Foods that were considered “Jewish” could mean a death sentence when Crypto-Jews ate certain telltale dishes. Inquisition court documents repeatedly make this connection clear.

Inquisition document regarding the confiscation of “New Christian” property,  Cordoba, Spain, May 1487. The Jewish Theological Seminary of America, Ms. NH 63; available via the National Library of Israel Digital Collection

Many Crypto-Jews conspicuously ate pork to “prove” their Christian faith, while others devised tricks to avoid such transgressions while not giving away their secret.

Nonetheless, clearly not everything Crypto-Jews ate was necessarily related to their true or assumed identity – most foods were probably neutral in this regard.

So what did Crypto-Jews eat? And how have those foods developed over the past 500 years?

The recent book Recipes of My 15 Grandmothers by Genie Milgrom offers a fascinating personal window into the lives and foodways of the descendants of Crypto-Jews across the centuries.

Twenty-Two Generations

Milgrom’s story is a big part of what makes the book as interesting as it is. Born Catholic in Havana, Cuba, she felt Jewish from a young age. Finally, in her 30s, she converted to Orthodox Judaism. It was tough for a single mother of two, largely disconnected from her old life and still struggling to integrate into a new community.

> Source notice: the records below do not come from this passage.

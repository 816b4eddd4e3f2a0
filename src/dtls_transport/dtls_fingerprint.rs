use std::fmt;
use std::str::FromStr;

use serde::{Deserialize, Serialize};

use crate::error::Error;

/// RTCDtlsFingerprint is a certificate fingerprint as carried by
/// `a=fingerprint:<algorithm> <value>` ([RFC 4572] section 5). The media
/// backend computes it; the engine only relays it.
///
/// [RFC 4572]: https://tools.ietf.org/html/rfc4572#section-5
#[derive(Default, Debug, Clone, PartialEq, Eq, Serialize, Deserialize)]
pub struct RTCDtlsFingerprint {
    /// Hash function name from the 'Hash function Textual Names' registry,
    /// e.g. `sha-256`.
    pub algorithm: String,

    pub value: String,
}

impl FromStr for RTCDtlsFingerprint {
    type Err = Error;

    fn from_str(raw: &str) -> Result<Self, Self::Err> {
        match raw.split(' ').collect::<Vec<&str>>()[..] {
            [algorithm, value] if !algorithm.is_empty() && !value.is_empty() => {
                Ok(RTCDtlsFingerprint {
                    algorithm: algorithm.to_owned(),
                    value: value.to_owned(),
                })
            }
            _ => Err(Error::ErrSessionDescriptionInvalidFingerprint),
        }
    }
}

impl fmt::Display for RTCDtlsFingerprint {
    fn fmt(&self, f: &mut fmt::Formatter<'_>) -> fmt::Result {
        write!(f, "{} {}", self.algorithm, self.value)
    }
}
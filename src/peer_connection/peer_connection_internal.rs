use std::any::Any;
use std::panic::{self, AssertUnwindSafe};

use portable_atomic::{AtomicBool, AtomicU8};
use std::sync::atomic::Ordering;
use std::sync::Arc;
use tokio::sync::{mpsc, oneshot};

use super::*;
use crate::transport::TransportEvent;

/// SharedState is the part of a peer connection the handle reads without a
/// round trip through the driver.
pub(crate) struct SharedState {
    is_closed: AtomicBool,
    signaling_state: AtomicU8,
    ice_gathering_state: AtomicU8,
}

impl SharedState {
    pub(crate) fn new() -> Self {
        SharedState {
            is_closed: AtomicBool::new(false),
            signaling_state: AtomicU8::new(RTCSignalingState::Stable as u8),
            ice_gathering_state: AtomicU8::new(RTCIceGatheringState::New as u8),
        }
    }

    pub(crate) fn is_closed(&self) -> bool {
        self.is_closed.load(Ordering::SeqCst)
    }

    /// close marks the connection closed. It returns false if it already was.
    pub(crate) fn close(&self) -> bool {
        if self.is_closed.swap(true, Ordering::SeqCst) {
            return false;
        }
        self.signaling_state
            .store(RTCSignalingState::Closed as u8, Ordering::SeqCst);
        true
    }

    pub(crate) fn signaling_state(&self) -> RTCSignalingState {
        self.signaling_state.load(Ordering::SeqCst).into()
    }

    pub(crate) fn ice_gathering_state(&self) -> RTCIceGatheringState {
        self.ice_gathering_state.load(Ordering::SeqCst).into()
    }
}

pub(crate) type DriverFn = Box<dyn FnOnce(&mut PeerConnectionInternal) + Send + 'static>;

/// DriverMessage is everything the negotiation driver reacts to.
pub(crate) enum DriverMessage {
    /// Append a negotiation operation to the queue.
    Enqueue(Operation<PeerConnectionInternal>),
    /// Run a closure against the state right away, outside the queue.
    Run(DriverFn),
    Close,
    CheckNegotiationNeeded,
    NegotiationNeededTimer,
    Transport(TransportEvent),
}
use serde::{Deserialize, Serialize};
use url::Url;

use crate::error::{Error, Result};

const SCHEME_STUN: &str = "stun";
const SCHEME_STUNS: &str = "stuns";
const SCHEME_TURN: &str = "turn";
const SCHEME_TURNS: &str = "turns";

/// ICEServer describes a single STUN and TURN server that can be used by
/// the ICEAgent to establish a connection with a peer.
#[derive(Default, Debug, Clone, PartialEq, Eq, Serialize, Deserialize)]
#[serde(rename_all = "camelCase")]
pub struct RTCIceServer {
    pub urls: Vec<String>,
    #[serde(default)]
    pub username: String,
    #[serde(default)]
    pub credential: String,
}

impl RTCIceServer {
    pub(crate) fn validate(&self) -> Result<()> {
        self.urls()?;
        Ok(())
    }

    pub(crate) fn urls(&self) -> Result<Vec<Url>> {
        let mut urls = vec![];

        for url_str in &self.urls {
            let url = Url::parse(url_str)?;
            match url.scheme() {
                SCHEME_STUN | SCHEME_STUNS => {}
                SCHEME_TURN | SCHEME_TURNS => {
                    // https://www.w3.org/TR/webrtc/#set-the-configuration (step #11.3.2)
                    if self.username.is_empty() || self.credential.is_empty() {
                        return Err(Error::ErrNoTurnCredentials);
                    }
                }
                _ => return Err(Error::ErrInvalidIceServerUrl(url_str.clone())),
            }

            urls.push(url);
        }

        Ok(urls)
    }
}
#[cfg(test)]
mod api_test;

pub mod media_engine;

use std::sync::Arc;

use media_engine::*;

use crate::error::Result;
use crate::peer_connection::configuration::RTCConfiguration;
use crate::peer_connection::event_handler::PeerConnectionEventHandler;
use crate::peer_connection::sdp::codec::{SdpCodec, SessionDescriptionCodec};
use crate::peer_connection::RTCPeerConnection;
use crate::rtp_transceiver::rtp_codec::{RTCRtpCodecParameters, RTPCodecType};
use crate::transport::{TransportAdapter, TransportEvents};

/// API bundles what every peer connection it creates shares: the codecs it
/// offers and accepts, and the session description codec.
pub struct API {
    pub(crate) media_engine: Arc<MediaEngine>,
    pub(crate) codec: Arc<dyn SessionDescriptionCodec>,
}

impl API {
    /// new_peer_connection creates a new RTCPeerConnection. `make_transport`
    /// builds the media backend, handing it the events handle it reports back
    /// through. Must be called from within a tokio runtime.
    pub async fn new_peer_connection<F>(
        &self,
        configuration: RTCConfiguration,
        handler: Arc<dyn PeerConnectionEventHandler>,
        make_transport: F,
    ) -> Result<RTCPeerConnection>
    where
        F: FnOnce(&RTCConfiguration, TransportEvents) -> Arc<dyn TransportAdapter>,
    {
        RTCPeerConnection::new(self, configuration, handler, make_transport)
    }

    pub fn media_engine(&self) -> &MediaEngine {
        &self.media_engine
    }
}

#[derive(Default)]
pub struct APIBuilder {
    media_engine: Option<MediaEngine>,
    codec: Option<Arc<dyn SessionDescriptionCodec>>,
}

impl APIBuilder {
    pub fn new() -> Self {
        APIBuilder::default()
    }

    /// build creates the API. Without a MediaEngine, one with the default
    /// codecs is used.
    pub fn build(mut self) -> Result<API> {
        let media_engine = match self.media_engine.take() {
            Some(media_engine) => media_engine,
            None => {
                let mut media_engine = MediaEngine::default();
                media_engine.register_default_codecs()?;
                media_engine
            }
        };

        Ok(API {
            media_engine: Arc::new(media_engine),
            codec: self.codec.take().unwrap_or_else(|| Arc::new(SdpCodec)),
        })
    }

    /// with_media_engine allows providing a MediaEngine to the API.
    /// Every PeerConnection created by the API shares it.
    pub fn with_media_engine(mut self, media_engine: MediaEngine) -> Self {
        self.media_engine = Some(media_engine);
        self
    }

    /// with_codec registers one more codec on top of the current engine,
    /// starting from the defaults if no engine was provided.
    pub fn with_codec(mut self, codec: RTCRtpCodecParameters, typ: RTPCodecType) -> Result<Self> {
        let mut media_engine = match self.media_engine.take() {
            Some(media_engine) => media_engine,
            None => {
                let mut media_engine = MediaEngine::default();
                media_engine.register_default_codecs()?;
                media_engine
            }
        };
        media_engine.register_codec(codec, typ)?;
        self.media_engine = Some(media_engine);
        Ok(self)
    }

    /// with_session_description_codec replaces the SDP codec used to parse
    /// and render descriptions.
    pub fn with_session_description_codec(
        mut self,
        codec: Arc<dyn SessionDescriptionCodec>,
    ) -> Self {
        self.codec = Some(codec);
        self
    }
}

A Cuban ketubbah (Jewish marriage contract), ca. 1900. From the National Library of Israel collections

In time, she began to conduct intensive genealogical research, eventually uncovering “an unbroken maternal lineage going back twenty-two generations to 1405 pre-Inquisition Spain and Portugal.” It turned out that she had actually been Jewish all along!

Still, while names and cold biographical facts drawn from archival records may be significant, what Milgrom really yearned to discover were the more personal details. Turning to her mother, she asked for anything that might have been handed down from previous generations.

Her mom denied having anything. And then fate stepped in.

“Finally, the sad day came when my mom could no longer live in her home, and it was at that moment that I found many old books full of pages of handwritten recipes and scraps of paper with small writing and tiny notes written in light pencil. All of these pages were done in different handwritings, some with more flourishes than others, but always written by the women. With this, I found the recipes of the grandmothers.”


Culinary Connections

Depiction of Jews fleeing Spain, from a 19th century book on the Inquisition. From the National Library of Israel collections

While Milgrom had already written and spoken a lot about her genealogy and her research, this discovery led her to edit and compile the recipes into the cookbook.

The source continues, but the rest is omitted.